■ **EXERCISE INSTRUCTIONS**: Determine how many lines of the listing contain the word "tests". The reply is that number alone.

SUPPLIED ENTRIES below:

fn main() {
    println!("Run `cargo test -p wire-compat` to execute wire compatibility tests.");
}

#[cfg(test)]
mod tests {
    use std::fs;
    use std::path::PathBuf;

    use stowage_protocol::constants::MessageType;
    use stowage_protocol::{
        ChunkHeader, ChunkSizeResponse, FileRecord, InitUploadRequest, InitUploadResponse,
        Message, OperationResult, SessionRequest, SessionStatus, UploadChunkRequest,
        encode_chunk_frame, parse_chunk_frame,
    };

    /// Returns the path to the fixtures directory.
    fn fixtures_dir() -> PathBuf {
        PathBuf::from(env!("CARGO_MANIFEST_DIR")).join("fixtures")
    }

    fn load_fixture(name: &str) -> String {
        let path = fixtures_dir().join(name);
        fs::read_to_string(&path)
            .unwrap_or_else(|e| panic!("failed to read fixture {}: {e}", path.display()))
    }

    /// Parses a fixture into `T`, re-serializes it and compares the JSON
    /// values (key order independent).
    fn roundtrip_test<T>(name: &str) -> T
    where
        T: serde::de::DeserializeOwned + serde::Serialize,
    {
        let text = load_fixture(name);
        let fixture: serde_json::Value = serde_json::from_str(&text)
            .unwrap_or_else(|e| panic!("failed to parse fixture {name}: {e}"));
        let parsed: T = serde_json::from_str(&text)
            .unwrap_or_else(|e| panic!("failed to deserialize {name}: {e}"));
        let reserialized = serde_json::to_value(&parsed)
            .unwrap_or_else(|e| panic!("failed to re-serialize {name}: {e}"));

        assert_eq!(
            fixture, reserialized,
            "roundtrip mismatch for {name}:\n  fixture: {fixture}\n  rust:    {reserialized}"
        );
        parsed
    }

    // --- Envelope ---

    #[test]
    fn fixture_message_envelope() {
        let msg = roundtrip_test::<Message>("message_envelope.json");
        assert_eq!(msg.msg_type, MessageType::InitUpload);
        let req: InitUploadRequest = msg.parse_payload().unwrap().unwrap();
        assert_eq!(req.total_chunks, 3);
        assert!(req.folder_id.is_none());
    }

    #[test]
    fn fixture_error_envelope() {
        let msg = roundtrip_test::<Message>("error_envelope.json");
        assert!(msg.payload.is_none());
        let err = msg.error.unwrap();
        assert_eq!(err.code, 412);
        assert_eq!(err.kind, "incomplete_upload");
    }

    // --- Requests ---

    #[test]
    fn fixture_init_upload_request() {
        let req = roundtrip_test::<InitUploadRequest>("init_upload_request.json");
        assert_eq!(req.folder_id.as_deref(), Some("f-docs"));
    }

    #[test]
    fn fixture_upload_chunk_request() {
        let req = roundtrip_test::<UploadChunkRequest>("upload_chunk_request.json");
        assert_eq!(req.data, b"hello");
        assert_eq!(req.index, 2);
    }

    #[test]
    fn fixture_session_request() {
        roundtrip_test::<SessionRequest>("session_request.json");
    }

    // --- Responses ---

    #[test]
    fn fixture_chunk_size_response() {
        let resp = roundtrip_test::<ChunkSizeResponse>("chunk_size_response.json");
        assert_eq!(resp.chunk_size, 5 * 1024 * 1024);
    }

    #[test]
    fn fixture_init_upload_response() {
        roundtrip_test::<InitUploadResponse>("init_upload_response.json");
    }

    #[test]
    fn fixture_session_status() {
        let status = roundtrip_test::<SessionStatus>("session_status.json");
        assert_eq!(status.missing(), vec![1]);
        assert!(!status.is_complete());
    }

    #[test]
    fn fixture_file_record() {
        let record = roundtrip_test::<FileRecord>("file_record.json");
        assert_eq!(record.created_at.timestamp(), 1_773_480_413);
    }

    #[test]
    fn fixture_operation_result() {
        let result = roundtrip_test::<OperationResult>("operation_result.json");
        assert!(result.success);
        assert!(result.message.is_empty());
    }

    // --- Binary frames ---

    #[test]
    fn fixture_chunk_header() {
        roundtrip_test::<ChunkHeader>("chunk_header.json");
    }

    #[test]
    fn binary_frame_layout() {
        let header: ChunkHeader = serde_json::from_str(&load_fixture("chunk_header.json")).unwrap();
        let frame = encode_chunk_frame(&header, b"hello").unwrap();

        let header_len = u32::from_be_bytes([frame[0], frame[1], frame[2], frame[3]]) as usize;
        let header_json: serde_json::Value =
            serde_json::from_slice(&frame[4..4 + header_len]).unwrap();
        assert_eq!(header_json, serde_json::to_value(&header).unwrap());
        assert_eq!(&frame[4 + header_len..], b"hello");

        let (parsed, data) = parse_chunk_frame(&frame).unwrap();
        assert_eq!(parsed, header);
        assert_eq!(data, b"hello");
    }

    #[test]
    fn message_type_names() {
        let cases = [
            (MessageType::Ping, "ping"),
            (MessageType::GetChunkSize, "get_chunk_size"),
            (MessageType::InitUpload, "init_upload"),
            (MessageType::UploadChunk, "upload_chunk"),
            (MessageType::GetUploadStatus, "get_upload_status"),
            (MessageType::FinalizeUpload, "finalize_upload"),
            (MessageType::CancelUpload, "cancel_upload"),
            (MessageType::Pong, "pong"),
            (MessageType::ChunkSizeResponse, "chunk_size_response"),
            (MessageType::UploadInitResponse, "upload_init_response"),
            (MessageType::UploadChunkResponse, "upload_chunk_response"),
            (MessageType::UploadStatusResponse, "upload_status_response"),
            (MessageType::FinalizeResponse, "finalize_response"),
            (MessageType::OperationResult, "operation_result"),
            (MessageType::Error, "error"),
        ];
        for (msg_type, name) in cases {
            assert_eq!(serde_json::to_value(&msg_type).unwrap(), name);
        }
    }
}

End of SUPPLIED ENTRIES.

■ **YOUR RESPONSE**: 2